### TASK DETAILS
A word-for-word copy of the entries is the only acceptable reply.

### EXERCISE DATA
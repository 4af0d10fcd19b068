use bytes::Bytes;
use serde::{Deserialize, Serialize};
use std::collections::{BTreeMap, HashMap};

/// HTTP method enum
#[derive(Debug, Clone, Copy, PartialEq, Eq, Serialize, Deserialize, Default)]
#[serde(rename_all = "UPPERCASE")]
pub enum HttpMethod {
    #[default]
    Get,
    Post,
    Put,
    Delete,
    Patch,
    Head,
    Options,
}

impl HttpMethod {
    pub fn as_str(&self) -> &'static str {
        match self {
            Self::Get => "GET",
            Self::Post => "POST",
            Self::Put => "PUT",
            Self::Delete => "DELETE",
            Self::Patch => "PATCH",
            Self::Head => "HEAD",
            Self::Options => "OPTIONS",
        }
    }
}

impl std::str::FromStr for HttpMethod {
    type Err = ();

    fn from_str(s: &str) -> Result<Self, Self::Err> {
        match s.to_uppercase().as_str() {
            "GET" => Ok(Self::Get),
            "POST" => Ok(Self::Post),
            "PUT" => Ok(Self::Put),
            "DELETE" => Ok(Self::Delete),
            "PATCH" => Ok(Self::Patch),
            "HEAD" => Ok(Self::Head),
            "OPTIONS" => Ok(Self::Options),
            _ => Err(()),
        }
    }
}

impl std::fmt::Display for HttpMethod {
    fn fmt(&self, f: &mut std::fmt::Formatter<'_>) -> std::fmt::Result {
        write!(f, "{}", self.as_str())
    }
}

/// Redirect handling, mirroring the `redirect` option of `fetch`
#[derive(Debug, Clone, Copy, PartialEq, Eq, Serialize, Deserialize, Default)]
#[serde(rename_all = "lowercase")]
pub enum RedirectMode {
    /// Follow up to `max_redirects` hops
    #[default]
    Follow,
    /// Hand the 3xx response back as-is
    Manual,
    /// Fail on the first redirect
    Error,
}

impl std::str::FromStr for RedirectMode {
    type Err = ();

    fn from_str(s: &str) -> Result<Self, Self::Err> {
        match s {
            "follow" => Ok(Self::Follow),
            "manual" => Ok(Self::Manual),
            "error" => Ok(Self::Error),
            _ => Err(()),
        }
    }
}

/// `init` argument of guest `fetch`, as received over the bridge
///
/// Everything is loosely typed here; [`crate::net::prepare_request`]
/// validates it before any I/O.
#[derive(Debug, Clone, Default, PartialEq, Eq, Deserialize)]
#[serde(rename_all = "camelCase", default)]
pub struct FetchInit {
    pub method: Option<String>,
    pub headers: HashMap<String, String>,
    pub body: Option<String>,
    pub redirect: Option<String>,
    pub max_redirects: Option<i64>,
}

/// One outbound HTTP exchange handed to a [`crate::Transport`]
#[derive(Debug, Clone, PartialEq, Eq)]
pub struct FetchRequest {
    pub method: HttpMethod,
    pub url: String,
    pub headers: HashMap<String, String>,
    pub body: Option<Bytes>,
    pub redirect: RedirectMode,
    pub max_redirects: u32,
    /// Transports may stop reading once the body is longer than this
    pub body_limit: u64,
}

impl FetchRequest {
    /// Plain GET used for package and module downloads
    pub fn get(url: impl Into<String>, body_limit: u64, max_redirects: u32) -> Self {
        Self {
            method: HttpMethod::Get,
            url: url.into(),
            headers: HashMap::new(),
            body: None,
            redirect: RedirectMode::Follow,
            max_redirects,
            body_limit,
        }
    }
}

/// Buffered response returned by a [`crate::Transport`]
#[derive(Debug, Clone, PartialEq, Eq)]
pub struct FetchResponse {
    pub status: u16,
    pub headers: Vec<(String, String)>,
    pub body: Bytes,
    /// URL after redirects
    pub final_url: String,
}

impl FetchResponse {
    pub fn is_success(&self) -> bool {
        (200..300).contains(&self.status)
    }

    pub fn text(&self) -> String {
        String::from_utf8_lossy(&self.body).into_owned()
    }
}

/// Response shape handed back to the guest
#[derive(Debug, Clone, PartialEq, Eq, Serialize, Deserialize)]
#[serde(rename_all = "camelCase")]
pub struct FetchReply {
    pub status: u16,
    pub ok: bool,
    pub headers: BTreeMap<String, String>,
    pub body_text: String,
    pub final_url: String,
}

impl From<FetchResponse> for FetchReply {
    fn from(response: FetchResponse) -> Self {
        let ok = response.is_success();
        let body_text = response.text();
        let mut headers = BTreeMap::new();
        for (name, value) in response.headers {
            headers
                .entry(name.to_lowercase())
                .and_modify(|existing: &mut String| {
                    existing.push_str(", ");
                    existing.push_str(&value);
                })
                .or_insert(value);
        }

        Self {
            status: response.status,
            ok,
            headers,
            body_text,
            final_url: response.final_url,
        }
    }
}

### ANSWER TO THIS EXERCISE
repository 4af0d10fcd19b068
use bytes::Bytes;
use serde::{Deserialize, Serialize};
use std::collections::{BTreeMap, HashMap};

/// HTTP method enum
#[derive(Debug, Clone, Copy, PartialEq, Eq, Serialize, Deserialize, Default)]
#[serde(rename_all = "UPPERCASE")]
pub enum HttpMethod {
    #[default]
    Get,
    Post,
    Put,
    Delete,
    Patch,
    Head,
    Options,
}

impl HttpMethod {
    pub fn as_str(&self) -> &'static str {
        match self {
            Self::Get => "GET",
            Self::Post => "POST",
            Self::Put => "PUT",
            Self::Delete => "DELETE",
            Self::Patch => "PATCH",
            Self::Head => "HEAD",
            Self::Options => "OPTIONS",
        }
    }
}

impl std::str::FromStr for HttpMethod {
    type Err = ();

    fn from_str(s: &str) -> Result<Self, Self::Err> {
        match s.to_uppercase().as_str() {
            "GET" => Ok(Self::Get),
            "POST" => Ok(Self::Post),
            "PUT" => Ok(Self::Put),
            "DELETE" => Ok(Self::Delete),
            "PATCH" => Ok(Self::Patch),
            "HEAD" => Ok(Self::Head),
            "OPTIONS" => Ok(Self::Options),
            _ => Err(()),
        }
    }
}

impl std::fmt::Display for HttpMethod {
    fn fmt(&self, f: &mut std::fmt::Formatter<'_>) -> std::fmt::Result {
        write!(f, "{}", self.as_str())
    }
}

/// Redirect handling, mirroring the `redirect` option of `fetch`
#[derive(Debug, Clone, Copy, PartialEq, Eq, Serialize, Deserialize, Default)]
#[serde(rename_all = "lowercase")]
pub enum RedirectMode {
    /// Follow up to `max_redirects` hops
    #[default]
    Follow,
    /// Hand the 3xx response back as-is
    Manual,
    /// Fail on the first redirect
    Error,
}

impl std::str::FromStr for RedirectMode {
    type Err = ();

    fn from_str(s: &str) -> Result<Self, Self::Err> {
        match s {
            "follow" => Ok(Self::Follow),
            "manual" => Ok(Self::Manual),
            "error" => Ok(Self::Error),
            _ => Err(()),
        }
    }
}

/// `init` argument of guest `fetch`, as received over the bridge
///
/// Everything is loosely typed here; [`crate::net::prepare_request`]
/// validates it before any I/O.
#[derive(Debug, Clone, Default, PartialEq, Eq, Deserialize)]
#[serde(rename_all = "camelCase", default)]
pub struct FetchInit {
    pub method: Option<String>,
    pub headers: HashMap<String, String>,
    pub body: Option<String>,
    pub redirect: Option<String>,
    pub max_redirects: Option<i64>,
}

/// One outbound HTTP exchange handed to a [`crate::Transport`]
#[derive(Debug, Clone, PartialEq, Eq)]
pub struct FetchRequest {
    pub method: HttpMethod,
    pub url: String,
    pub headers: HashMap<String, String>,
    pub body: Option<Bytes>,
    pub redirect: RedirectMode,
    pub max_redirects: u32,
    /// Transports may stop reading once the body is longer than this
    pub body_limit: u64,
}

impl FetchRequest {
    /// Plain GET used for package and module downloads
    pub fn get(url: impl Into<String>, body_limit: u64, max_redirects: u32) -> Self {
        Self {
            method: HttpMethod::Get,
            url: url.into(),
            headers: HashMap::new(),
            body: None,
            redirect: RedirectMode::Follow,
            max_redirects,
            body_limit,
        }
    }
}

/// Buffered response returned by a [`crate::Transport`]
#[derive(Debug, Clone, PartialEq, Eq)]
pub struct FetchResponse {
    pub status: u16,
    pub headers: Vec<(String, String)>,
    pub body: Bytes,
    /// URL after redirects
    pub final_url: String,
}

impl FetchResponse {
    pub fn is_success(&self) -> bool {
        (200..300).contains(&self.status)
    }

    pub fn text(&self) -> String {
        String::from_utf8_lossy(&self.body).into_owned()
    }
}

/// Response shape handed back to the guest
#[derive(Debug, Clone, PartialEq, Eq, Serialize, Deserialize)]
#[serde(rename_all = "camelCase")]
pub struct FetchReply {
    pub status: u16,
    pub ok: bool,
    pub headers: BTreeMap<String, String>,
    pub body_text: String,
    pub final_url: String,
}

impl From<FetchResponse> for FetchReply {
    fn from(response: FetchResponse) -> Self {
        let ok = response.is_success();
        let body_text = response.text();
        let mut headers = BTreeMap::new();
        for (name, value) in response.headers {
            headers
                .entry(name.to_lowercase())
                .and_modify(|existing: &mut String| {
                    existing.push_str(", ");
                    existing.push_str(&value);
                })
                .or_insert(value);
        }

        Self {
            status: response.status,
            ok,
            headers,
            body_text,
            final_url: response.final_url,
        }
    }
}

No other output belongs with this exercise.